With some of the world’s largest economies, most vital sea lanes, and closest U.S. allies, the Asia-Pacific Region is quickly becoming centrally important to today’s international system.
It is also home to the first new great power of the twenty-first century: the People’s Republic of China. Managing China’s rise will not be easy. In recent years, Beijing has been modernizing its military forces, acting more assertively, and raising the risk of escalation, especially with respect to territorial disputes throughout its near seas.
In Reinforcing the Front Line: U.S. Defense Strategy and the Rise of China, CSBA Senior Fellow, Evan Montgomery outlines the key elements of a U.S. defense strategy for the region—one that is based on the enduring grand strategy of global leadership and engagement, but also recognizes the new challenges posed by China’s growing military power.

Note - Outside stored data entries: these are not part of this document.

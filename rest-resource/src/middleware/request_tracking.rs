//! Request tracking: request IDs and sensitive-header masking
//!
//! Every request gets an `x-request-id` (generated as a TypeID when the client
//! did not send one). The id is echoed on the response and is available to
//! handlers through [`RequestContext::request_id`](crate::context::RequestContext::request_id).

use axum::{http::HeaderName, Router};
use tower_http::{
    request_id::{PropagateRequestIdLayer, SetRequestIdLayer},
    sensitive_headers::SetSensitiveRequestHeadersLayer,
};

use crate::ids::MakeTypedRequestId;

/// Header carrying the request id
pub const REQUEST_ID_HEADER: &str = "x-request-id";

/// Headers masked in request logs
pub const SENSITIVE_HEADERS: &[&str] = &["authorization", "cookie", "x-api-key", "x-auth-token"];

/// Which request tracking layers to install
#[derive(Debug, Clone, Copy, PartialEq, Eq)]
pub struct RequestTrackingConfig {
    /// Generate an id for requests that arrive without one
    pub request_id_enabled: bool,
    /// Copy the request id onto the response
    pub propagate_request_id: bool,
    /// Mask [`SENSITIVE_HEADERS`] in trace output
    pub mask_sensitive_headers: bool,
}

impl Default for RequestTrackingConfig {
    fn default() -> Self {
        Self {
            request_id_enabled: true,
            propagate_request_id: true,
            mask_sensitive_headers: true,
        }
    }
}

impl RequestTrackingConfig {
    pub fn with_request_id(mut self, enabled: bool) -> Self {
        self.request_id_enabled = enabled;
        self
    }

    pub fn with_request_id_propagation(mut self, enabled: bool) -> Self {
        self.propagate_request_id = enabled;
        self
    }

    pub fn with_sensitive_header_masking(mut self, enabled: bool) -> Self {
        self.mask_sensitive_headers = enabled;
        self
    }

    /// Install the enabled layers on a router
    ///
    /// Layers wrap outward, so the id is set before propagation and before
    /// anything added later (such as tracing) sees the request.
    pub fn apply(&self, mut router: Router) -> Router {
        if self.mask_sensitive_headers {
            router = router.layer(sensitive_headers_layer());
        }
        if self.propagate_request_id {
            router = router.layer(request_id_propagation_layer());
        }
        if self.request_id_enabled {
            router = router.layer(request_id_layer());
        }
        router
    }
}

/// Generate `req_`-prefixed TypeIDs for requests without an id
pub fn request_id_layer() -> SetRequestIdLayer<MakeTypedRequestId> {
    SetRequestIdLayer::x_request_id(MakeTypedRequestId)
}

pub fn request_id_propagation_layer() -> PropagateRequestIdLayer {
    PropagateRequestIdLayer::x_request_id()
}

pub fn sensitive_headers_layer() -> SetSensitiveRequestHeadersLayer {
    SetSensitiveRequestHeadersLayer::new(
        SENSITIVE_HEADERS
            .iter()
            .copied()
            .map(HeaderName::from_static),
    )
}

#[cfg(test)]
mod tests {
    use super::*;
    use axum::{body::Body, http::Request, routing::get};
    use tower::ServiceExt;

    fn echo_router() -> Router {
        Router::new().route(
            "/",
            get(|headers: axum::http::HeaderMap| async move {
                headers
                    .get(REQUEST_ID_HEADER)
                    .and_then(|v| v.to_str().ok())
                    .unwrap_or_default()
                    .to_string()
            }),
        )
    }

    #[test]
    fn test_default_config() {
        let config = RequestTrackingConfig::default();
        assert!(config.request_id_enabled);
        assert!(config.propagate_request_id);
        assert!(config.mask_sensitive_headers);

        let config = config.with_request_id(false).with_request_id_propagation(false);
        assert!(!config.request_id_enabled);
        assert!(!config.propagate_request_id);
    }

    #[test]
    fn test_sensitive_headers_include_authorization() {
        assert!(SENSITIVE_HEADERS.contains(&"authorization"));
    }

    #[tokio::test]
    async fn test_generated_id_reaches_handler_and_response() {
        let router = RequestTrackingConfig::default().apply(echo_router());
        let response = router
            .oneshot(Request::builder().uri("/").body(Body::empty()).unwrap())
            .await
            .unwrap();

        let echoed = response
            .headers()
            .get(REQUEST_ID_HEADER)
            .unwrap()
            .to_str()
            .unwrap()
            .to_string();
        assert!(echoed.starts_with("req_"));

        let body = axum::body::to_bytes(response.into_body(), usize::MAX)
            .await
            .unwrap();
        assert_eq!(body, echoed.as_bytes());
    }

    #[tokio::test]
    async fn test_client_id_is_kept() {
        let router = RequestTrackingConfig::default().apply(echo_router());
        let request = Request::builder()
            .uri("/")
            .header(REQUEST_ID_HEADER, "client-supplied")
            .body(Body::empty())
            .unwrap();
        let response = router.oneshot(request).await.unwrap();
        assert_eq!(response.headers()[REQUEST_ID_HEADER], "client-supplied");
    }
}
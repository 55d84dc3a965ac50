//! Tracing initialisation

use tracing_subscriber::EnvFilter;

use crate::{config::Config, error::Result};

/// Initialize JSON tracing output filtered by `service.log_level`
///
/// Safe to call more than once; later calls leave the first subscriber in place.
pub fn init_tracing(config: &Config) -> Result<()> {
    let filter = EnvFilter::try_new(&config.service.log_level)
        .unwrap_or_else(|_| EnvFilter::new("info"));

    if tracing_subscriber::fmt()
        .json()
        .with_env_filter(filter)
        .try_init()
        .is_err()
    {
        tracing::debug!("Tracing subscriber already installed");
        return Ok(());
    }

    tracing::info!("Tracing initialized for service: {}", config.service.name);

    Ok(())
}
//! Helpers for driving the assembled API in-process

use anyhow::Context as _;
use axum::{
    body::Body,
    http::{header, Method, Request, StatusCode},
    response::Response,
    Router,
};
use rest_resource::prelude::*;
use serde_json::Value;
use tower::ServiceExt;

pub const SECRET: &str = "secret";

/// The foo API with deterministic ids starting at 1000
pub fn foo_app() -> anyhow::Result<Router> {
    foo_app_with(Config::default(), |api| api)
}

/// The foo API with a custom config and extra builder steps
pub fn foo_app_with(
    config: Config,
    customize: impl FnOnce(RestApi) -> RestApi,
) -> anyhow::Result<Router> {
    let handler = FooHandler::new(config.auth.secret.clone())
        .with_id_generator(SequentialIdGenerator::starting_at(1000));
    let api = RestApi::new(config).register_resource_handler(handler)?;
    Ok(customize(api).into_app())
}

pub struct TestResponse {
    pub status: StatusCode,
    pub response_headers: axum::http::HeaderMap,
    pub body: Value,
}

impl TestResponse {
    pub fn header(&self, name: &str) -> Option<&str> {
        self.response_headers.get(name).and_then(|v| v.to_str().ok())
    }
}

/// Build a request, authenticated with [`SECRET`] unless `auth` is `None`
pub fn request(
    method: Method,
    uri: &str,
    auth: Option<&str>,
    body: Option<Value>,
) -> anyhow::Result<Request<Body>> {
    let mut builder = Request::builder().method(method).uri(uri);
    if let Some(auth) = auth {
        builder = builder.header(header::AUTHORIZATION, auth);
    }
    let body = match body {
        Some(value) => {
            builder = builder.header(header::CONTENT_TYPE, "application/json");
            Body::from(serde_json::to_vec(&value)?)
        }
        None => Body::empty(),
    };
    builder.body(body).context("build request")
}

pub async fn send(app: Router, request: Request<Body>) -> anyhow::Result<TestResponse> {
    let response: Response = app.oneshot(request).await?;
    let status = response.status();
    let response_headers = response.headers().clone();
    let bytes = axum::body::to_bytes(response.into_body(), usize::MAX).await?;
    let body = if bytes.is_empty() {
        Value::Null
    } else {
        serde_json::from_slice(&bytes).context("response body is JSON")?
    };
    Ok(TestResponse {
        status,
        response_headers,
        body,
    })
}

/// Assert an error envelope with the given status and code
pub fn assert_error(response: &TestResponse, status: StatusCode, code: &str) {
    assert_eq!(response.status, status, "body: {}", response.body);
    assert_eq!(response.body["success"], false);
    assert_eq!(response.body["status"], status.as_u16());
    assert_eq!(response.body["code"], code);
}
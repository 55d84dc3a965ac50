//! Response types for resource handlers
//!
//! Successful requests are wrapped in an [`Envelope`]:
//!
//! ```json
//! {"success": true, "status": 200, "result": [...], "next": "abc"}
//! ```
//!
//! `next` is present only when there is another page, `messages` only when the
//! handler attached some.
//!
//! ```rust
//! use rest_resource::handlers::{Envelope, ResourceList};
//!
//! let page = ResourceList::new(vec![1, 2, 3], "cursor-2");
//! assert!(page.has_more());
//!
//! let envelope = Envelope::ok(page.resources).with_next(page.cursor);
//! assert_eq!(envelope.next(), Some("cursor-2"));
//! ```

use axum::{
    http::StatusCode,
    response::{IntoResponse, Response},
    Json,
};
use serde::{Deserialize, Serialize};

/// One page of resources plus the cursor for the next page
#[derive(Debug, Clone, PartialEq, Eq, Serialize, Deserialize)]
pub struct ResourceList<T> {
    pub resources: Vec<T>,
    /// Empty when there are no further pages
    pub cursor: String,
}

impl<T> ResourceList<T> {
    pub fn new(resources: Vec<T>, cursor: impl Into<String>) -> Self {
        Self {
            resources,
            cursor: cursor.into(),
        }
    }

    /// A page with nothing after it
    pub fn last_page(resources: Vec<T>) -> Self {
        Self::new(resources, String::new())
    }

    pub fn has_more(&self) -> bool {
        !self.cursor.is_empty()
    }

    pub fn len(&self) -> usize {
        self.resources.len()
    }

    pub fn is_empty(&self) -> bool {
        self.resources.is_empty()
    }
}

/// Success envelope returned by every resource route
#[derive(Debug, Clone, Serialize, Deserialize, PartialEq, Eq)]
pub struct Envelope<T> {
    success: bool,
    status: u16,
    result: T,
    #[serde(default, skip_serializing_if = "Option::is_none")]
    next: Option<String>,
    #[serde(default, skip_serializing_if = "Vec::is_empty")]
    messages: Vec<String>,
}

impl<T> Envelope<T> {
    /// 200 OK
    pub fn ok(result: T) -> Self {
        Self::with_status(StatusCode::OK, result)
    }

    /// 201 Created
    pub fn created(result: T) -> Self {
        Self::with_status(StatusCode::CREATED, result)
    }

    pub fn with_status(status: StatusCode, result: T) -> Self {
        Self {
            success: true,
            status: status.as_u16(),
            result,
            next: None,
            messages: Vec::new(),
        }
    }

    /// Set the next-page cursor; an empty cursor is omitted
    #[must_use]
    pub fn with_next(mut self, cursor: impl Into<String>) -> Self {
        let cursor = cursor.into();
        self.next = (!cursor.is_empty()).then_some(cursor);
        self
    }

    #[must_use]
    pub fn with_messages(mut self, messages: Vec<String>) -> Self {
        self.messages = messages;
        self
    }

    pub fn status(&self) -> StatusCode {
        StatusCode::from_u16(self.status).unwrap_or(StatusCode::OK)
    }

    pub fn result(&self) -> &T {
        &self.result
    }

    pub fn next(&self) -> Option<&str> {
        self.next.as_deref()
    }

    pub fn messages(&self) -> &[String] {
        &self.messages
    }
}

impl<T: Serialize> IntoResponse for Envelope<T> {
    fn into_response(self) -> Response {
        (self.status(), Json(self)).into_response()
    }
}
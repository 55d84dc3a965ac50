//! Framework error type

use thiserror::Error;

/// Result type alias using the framework error
pub type Result<T> = std::result::Result<T, Error>;

/// Main error type for the framework
///
/// Handler-level failures use [`crate::handlers::ApiError`]; this type covers
/// startup, configuration and registration.
#[derive(Debug, Error)]
pub enum Error {
    /// Configuration error
    #[error("Configuration error: {0}")]
    Config(Box<figment::Error>),

    /// I/O error (binding the listener, serving)
    #[error("I/O error: {0}")]
    Io(#[from] std::io::Error),

    /// A resource handler was registered twice under the same name
    #[error("Resource '{0}' is already registered")]
    DuplicateResource(String),

    /// A resource name that cannot be used as a URL path segment
    #[error("Invalid resource name '{0}'")]
    InvalidResourceName(String),
}

// Manual From implementation for boxed errors
impl From<figment::Error> for Error {
    fn from(err: figment::Error) -> Self {
        Error::Config(Box::new(err))
    }
}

To date, Washington’s preferred option in critical regions like East Asia can be described broadly as “forward defense”: preparing to counter threats when and where they materialize rather than responding directly long after aggression has occurred or responding indirectly by imposing costs in other theaters. By clearly and credibly signaling that the United States will oppose an adversary’s aims and come to the assistance of its allies, forward defense has underpinned both deterrence and assurance—and, as a result, has underwritten stability in the regions where it matters most. Looking ahead, forward defense remains the best approach for the United States in the Asia-Pacific.